Project Story
Inspiration
Every moderation tool on Reddit fires at one moment, submission. AutoModerator, Post Guidance, Crowd Control, the Harassment Filter, they all inspect content before it goes live.
We kept coming back to one unsettling fact, straight from AutoModerator's own documentation: it "will not act on content already approved or removed by a moderator" and "cannot react to a user's edits." In other words, the instant a moderator approves a post, every tool on the platform stops watching it.
That's not a small gap. It's an attack surface.

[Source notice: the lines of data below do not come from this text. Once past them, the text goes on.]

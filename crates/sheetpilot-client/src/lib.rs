//! Blocking client for the sheetpilot daemon.
//!
//! The CLI is a short-lived synchronous process, so this client is plain
//! blocking I/O over a `UnixStream`: write one envelope line, read one
//! response line. Remote failures travel inside the [`Response`]; errors
//! here mean the transport itself failed.

use std::io::{BufRead, BufReader, Write};
use std::os::unix::net::UnixStream;
use std::path::{Path, PathBuf};

use sheetpilot_protocol::envelope::{Request, Response};
use thiserror::Error;

/// Transport-level client failures.
#[derive(Debug, Error)]
pub enum ClientError {
    #[error("Daemon not reachable at {socket}: {source}. Is sheetpilotd running?")]
    ServiceUnavailable {
        socket: PathBuf,
        source: std::io::Error,
    },

    #[error("I/O error talking to daemon: {0}")]
    Io(#[from] std::io::Error),

    #[error("Protocol error: {0}")]
    Protocol(String),
}

pub type Result<T> = std::result::Result<T, ClientError>;

/// A connection to the daemon. One client may issue any number of
/// request/response cycles; responses come back in request order.
#[derive(Debug)]
pub struct Client {
    reader: BufReader<UnixStream>,
    writer: UnixStream,
}

impl Client {
    /// Connect to the daemon's socket. A refused or missing socket maps to
    /// [`ClientError::ServiceUnavailable`]; starting the daemon is the
    /// caller's decision, not this crate's.
    pub fn connect(socket: &Path) -> Result<Self> {
        let stream = UnixStream::connect(socket).map_err(|source| {
            ClientError::ServiceUnavailable {
                socket: socket.to_path_buf(),
                source,
            }
        })?;
        let reader = BufReader::new(stream.try_clone()?);
        Ok(Self {
            reader,
            writer: stream,
        })
    }

    /// Send one request and wait for its response.
    pub fn call(&mut self, request: &Request) -> Result<Response> {
        let json = serde_json::to_string(request)
            .map_err(|e| ClientError::Protocol(format!("encode request: {e}")))?;
        writeln!(self.writer, "{json}")?;
        self.writer.flush()?;

        let mut line = String::new();
        self.reader.read_line(&mut line)?;
        if line.is_empty() {
            return Err(ClientError::Protocol(
                "daemon closed the connection".to_string(),
            ));
        }
        serde_json::from_str(&line)
            .map_err(|e| ClientError::Protocol(format!("malformed response: {e}")))
    }
}

#[cfg(test)]
mod tests {
    use super::*;
    use std::os::unix::net::UnixListener;

    #[test]
    fn connect_without_daemon_is_service_unavailable() {
        let dir = tempfile::tempdir().unwrap();
        let err = Client::connect(&dir.path().join("absent.sock")).unwrap_err();
        assert!(matches!(err, ClientError::ServiceUnavailable { .. }));
    }

    #[test]
    fn call_roundtrips_one_envelope() {
        let dir = tempfile::tempdir().unwrap();
        let socket = dir.path().join("test.sock");
        let listener = UnixListener::bind(&socket).unwrap();

        let server = std::thread::spawn(move || {
            let (stream, _) = listener.accept().unwrap();
            let mut reader = BufReader::new(stream.try_clone().unwrap());
            let mut line = String::new();
            reader.read_line(&mut line).unwrap();
            let request: Request = serde_json::from_str(&line).unwrap();
            assert_eq!(request.command, "daemon.ping");
            let mut writer = stream;
            writeln!(
                writer,
                "{}",
                serde_json::to_string(&Response::ok(serde_json::json!({"version": "test"})))
                    .unwrap()
            )
            .unwrap();
        });

        let mut client = Client::connect(&socket).unwrap();
        let response = client.call(&Request::bare("daemon.ping")).unwrap();
        assert!(response.success);
        assert_eq!(response.result.unwrap()["version"], "test");
        server.join().unwrap();
    }

    #[test]
    fn truncated_response_is_a_protocol_error() {
        let dir = tempfile::tempdir().unwrap();
        let socket = dir.path().join("test.sock");
        let listener = UnixListener::bind(&socket).unwrap();

        let server = std::thread::spawn(move || {
            let (stream, _) = listener.accept().unwrap();
            // Read the request, then hang up without replying.
            let mut reader = BufReader::new(stream);
            let mut line = String::new();
            reader.read_line(&mut line).unwrap();
        });

        let mut client = Client::connect(&socket).unwrap();
        let err = client.call(&Request::bare("daemon.ping")).unwrap_err();
        assert!(matches!(err, ClientError::Protocol(_)));
        server.join().unwrap();
    }
}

The highest-leverage moment to inject a scam link is not at submission, when scrutiny is highest, it is after approval, once a post has climbed the feed and every eye is on it. A wholesome post gets approved, trends, and then the author quietly edits in a bit.ly scam link, an affiliate code, or an off-platform "DM me to buy." Mods discover it hours later, from user reports, after the damage is done.
The research backed up our hunch:
- Cornell's CSCW 2025 study calls AI-driven content a "very disruptive" triple threat
- The 2026 CHI modqueue study found moderators "juggle multiple interfaces and third-party tools"
- No existing tool covered the post-approval timeline
So we built one.
What it does
Tripwire is moderation’s rear-view mirror, the only tool that watches what happens after approval.
Capture , Snapshots exactly what was approved (title, body, links, domains, approving mod)
Watch , Detects edits and compares against the approved snapshot
Score , Computes a drift score across:
- Links
- Off-platform solicitation
- Obfuscation
- Structural changes
- Act , Based on threshold:
- Re-queue content
- Notify moderators
- Log silently
- Review , Drift Log dashboard with:
- Severity
- Signals triggered
- Author + approving mod
- One-click actions (View / Restore / Remove)
When a scam link is injected post-approval, Tripwire catches it in seconds, automatically and explainably.
How we built it
Tripwire is a Devvit app (TypeScript) built on @devvit/public-api.
Core Components
Triggers
ModAction, approvalsPostUpdate/CommentUpdate, editsAppInstall, onboarding
Storage (Redis)
- Approval snapshots
- Watchlist (sorted set)
- Daily pruning via
zRemRangeByScore
Reddit API
- Remove content
- Send modmail
- Add mod notes
UI
- Devvit Blocks , Drift Log dashboard
Drift Scoring Engine
A deterministic system combining signals using a noisy-OR model:
[ \text{score} = 1 - \prod_{i}(1 - c_i) ]
This ensures:
- Weak signals reinforce each other
- No single category dominates
- Works without labeled training data
Security and Abuse Defenses
Built to match real-world adversarial behavior:
- URL canonicalization (Google Safe Browsing)
- Unicode UTS-39 homoglyph detection
- Trojan Source defense (CVE-2021-42574)
- Punycode decoding (RFC 3492)
- Typosquat detection (edit distance + deglyphing)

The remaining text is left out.